IterationSpeedCallback#

class IterationSpeedCallback(*args, **kwargs)#

Bases: Callback

Logs iteration throughput, fwd/bwd breakdown, and GPU memory to wandb.

Provides two families of metrics:

  • Wall-clock (perf/wc_*): cumulative counters that track true training throughput. The timer pauses during validation and resumes when training continues, so these are immune to variable-frequency validation skewing the numbers.

  • Windowed (perf/iter_per_sec, perf/fwd_ms, etc.): rolling averages over the last window_size batches.
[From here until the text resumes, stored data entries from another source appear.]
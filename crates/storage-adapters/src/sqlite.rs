//! # SqlitePostRepository
//!
//! Maps the `posts` table onto the domain `Post`.
//!
//! Report reasons live in a JSON array column so that a report is a single
//! `UPDATE ... RETURNING`: increment, append, and escalation happen in one
//! statement and cannot interleave with another report on the same row.

use std::fmt::Display;
use std::str::FromStr;

use async_trait::async_trait;
use domains::{
    DomainError, DomainResult, FeedFilter, KeepResolution, Mood, Post, PostId, PostRepository, PostStatus,
    ESCALATION_THRESHOLD,
};
use sqlx::sqlite::{SqliteConnectOptions, SqlitePool, SqlitePoolOptions, SqliteRow};
use sqlx::{QueryBuilder, Row, Sqlite};
use tracing::{error, info};
use uuid::Uuid;

const POST_COLUMNS: &str =
    "id, image_url, caption, mood, location, sender, status, is_reported, report_count, report_reasons, created_at";

pub struct SqlitePostRepository {
    pool: SqlitePool,
}

fn storage_err(err: impl Display) -> DomainError {
    error!(error = %err, "sqlite operation failed");
    DomainError::storage(err)
}

fn parse_id(raw: &str) -> DomainResult<PostId> {
    Uuid::parse_str(raw).map(PostId).map_err(storage_err)
}

fn post_from_row(row: &SqliteRow) -> DomainResult<Post> {
    let id: String = row.try_get("id").map_err(storage_err)?;
    let mood: String = row.try_get("mood").map_err(storage_err)?;
    let status: String = row.try_get("status").map_err(storage_err)?;
    let report_count: i64 = row.try_get("report_count").map_err(storage_err)?;
    let report_reasons: String = row.try_get("report_reasons").map_err(storage_err)?;

    Ok(Post {
        id: parse_id(&id)?,
        image_url: row.try_get("image_url").map_err(storage_err)?,
        caption: row.try_get("caption").map_err(storage_err)?,
        mood: Mood::from_str(&mood).map_err(storage_err)?,
        location: row.try_get("location").map_err(storage_err)?,
        sender: row.try_get("sender").map_err(storage_err)?,
        status: PostStatus::from_str(&status)?,
        is_reported: row.try_get("is_reported").map_err(storage_err)?,
        report_count: u32::try_from(report_count).map_err(storage_err)?,
        report_reasons: serde_json::from_str(&report_reasons).map_err(storage_err)?,
        created_at: row.try_get("created_at").map_err(storage_err)?,
    })
}

fn posts_from_rows(rows: &[SqliteRow]) -> DomainResult<Vec<Post>> {
    rows.iter().map(post_from_row).collect()
}

impl SqlitePostRepository {
    /// Opens the pool and applies the embedded migrations.
    ///
    /// `sqlite::memory:` databases exist per connection, so they get a single
    /// connection that is never recycled.
    pub async fn connect(url: &str, max_connections: u32) -> DomainResult<Self> {
        let options = SqliteConnectOptions::from_str(url)
            .map_err(storage_err)?
            .create_if_missing(true);

        let in_memory = url.contains(":memory:");
        let mut pool_options = SqlitePoolOptions::new();
        if in_memory {
            pool_options = pool_options.max_connections(1).idle_timeout(None).max_lifetime(None);
        } else {
            pool_options = pool_options.max_connections(max_connections.max(1));
        }

        let pool = pool_options.connect_with(options).await.map_err(storage_err)?;
        sqlx::migrate!("./migrations").run(&pool).await.map_err(storage_err)?;

        info!(in_memory, "sqlite post store ready");
        Ok(Self { pool })
    }

    pub fn pool(&self) -> &SqlitePool {
        &self.pool
    }
}

#[async_trait]
impl PostRepository for SqlitePostRepository {
    async fn insert(&self, post: &Post) -> DomainResult<()> {
        let reasons = serde_json::to_string(&post.report_reasons).map_err(storage_err)?;
        sqlx::query(
            "INSERT INTO posts (id, image_url, caption, mood, location, sender, status, is_reported, report_count, report_reasons, created_at) \
             VALUES (?, ?, ?, ?, ?, ?, ?, ?, ?, ?, ?)",
        )
        .bind(post.id.to_string())
        .bind(post.image_url.as_str())
        .bind(post.caption.as_str())
        .bind(post.mood.as_str())
        .bind(post.location.as_deref())
        .bind(post.sender.as_str())
        .bind(post.status.as_str())
        .bind(post.is_reported)
        .bind(i64::from(post.report_count))
        .bind(reasons)
        .bind(post.created_at)
        .execute(&self.pool)
        .await
        .map_err(storage_err)?;
        Ok(())
    }

    async fn find_by_id(&self, id: PostId) -> DomainResult<Option<Post>> {
        let sql = format!("SELECT {POST_COLUMNS} FROM posts WHERE id = ?");
        let row = sqlx::query(&sql)
            .bind(id.to_string())
            .fetch_optional(&self.pool)
            .await
            .map_err(storage_err)?;
        row.as_ref().map(post_from_row).transpose()
    }

    async fn find_visible(&self, filter: &FeedFilter) -> DomainResult<Vec<Post>> {
        let mut query: QueryBuilder<Sqlite> =
            QueryBuilder::new(format!("SELECT {POST_COLUMNS} FROM posts WHERE status = "));
        query.push_bind(PostStatus::Active.as_str());

        if let Some(mood) = filter.mood {
            query.push(" AND mood = ").push_bind(mood.as_str());
        }

        let terms = filter.search_terms();
        if !terms.is_empty() {
            query.push(" AND (");
            for (i, term) in terms.into_iter().enumerate() {
                if i > 0 {
                    query.push(" OR ");
                }
                query.push("instr(lower(caption), lower(").push_bind(term).push(")) > 0");
            }
            query.push(")");
        }

        query.push(" ORDER BY created_at DESC, id DESC");

        let rows = query.build().fetch_all(&self.pool).await.map_err(storage_err)?;
        posts_from_rows(&rows)
    }

    async fn find_reported(&self) -> DomainResult<Vec<Post>> {
        let sql = format!("SELECT {POST_COLUMNS} FROM posts WHERE is_reported = 1 ORDER BY created_at DESC, id DESC");
        let rows = sqlx::query(&sql).fetch_all(&self.pool).await.map_err(storage_err)?;
        posts_from_rows(&rows)
    }

    async fn record_report(&self, id: PostId, reason: &str) -> DomainResult<Option<Post>> {
        // Right-hand sides see the pre-update row, hence `report_count + 1`.
        let sql = format!(
            "UPDATE posts SET \
                is_reported = 1, \
                report_count = report_count + 1, \
                report_reasons = json_insert(report_reasons, '$[#]', ?), \
                status = CASE WHEN report_count + 1 >= ? THEN ? ELSE status END \
             WHERE id = ? \
             RETURNING {POST_COLUMNS}"
        );
        let row = sqlx::query(&sql)
            .bind(reason)
            .bind(i64::from(ESCALATION_THRESHOLD))
            .bind(PostStatus::Reported.as_str())
            .bind(id.to_string())
            .fetch_optional(&self.pool)
            .await
            .map_err(storage_err)?;
        row.as_ref().map(post_from_row).transpose()
    }

    async fn resolve_keep(&self, id: PostId, resolution: KeepResolution) -> DomainResult<Option<Post>> {
        let row = match resolution {
            KeepResolution::ClearFlag => {
                let sql = format!("UPDATE posts SET is_reported = 0 WHERE id = ? RETURNING {POST_COLUMNS}");
                sqlx::query(&sql)
                    .bind(id.to_string())
                    .fetch_optional(&self.pool)
                    .await
            }
            KeepResolution::Restore => {
                let sql = format!(
                    "UPDATE posts SET is_reported = 0, status = ?, report_count = 0, report_reasons = '[]' \
                     WHERE id = ? RETURNING {POST_COLUMNS}"
                );
                sqlx::query(&sql)
                    .bind(PostStatus::Active.as_str())
                    .bind(id.to_string())
                    .fetch_optional(&self.pool)
                    .await
            }
        }
        .map_err(storage_err)?;
        row.as_ref().map(post_from_row).transpose()
    }

    async fn delete(&self, id: PostId) -> DomainResult<bool> {
        let result = sqlx::query("DELETE FROM posts WHERE id = ?")
            .bind(id.to_string())
            .execute(&self.pool)
            .await
            .map_err(storage_err)?;
        Ok(result.rows_affected() > 0)
    }
}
More responsive to local changes but can be noisy, especially during torch.compile warmup (the first warmup_batches steps are excluded).

GPU memory is sampled from torch.cuda.max_memory_allocated / memory_allocated and logged as perf/peak_gpu_mb / perf/current_gpu_mb.

Parameters:
  • log_every_n_steps (int) – How often to log speed metrics.

  • window_size (int | None) – Number of recent batch times to average over. Defaults to log_every_n_steps.

  • batch_size_per_gpu (int | None) – Batch size on each GPU (for samples/sec calc). If None, attempts to read from trainer.datamodule.

__init__(
log_every_n_steps=10,
window_size=None,
batch_size_per_gpu=None,
)#
Parameters:
  • log_every_n_steps (int)

  • window_size (int | None)

  • batch_size_per_gpu (int | None)

on_train_batch_start(
trainer,
pl_module,
batch,
batch_idx,
)#
on_before_backward(trainer, pl_module, loss)#
on_after_backward(trainer, pl_module)#
on_train_batch_end(
trainer,
pl_module,
outputs,
batch,
batch_idx,
)#
on_validation_start(trainer, pl_module)#
on_validation_end(trainer, pl_module)#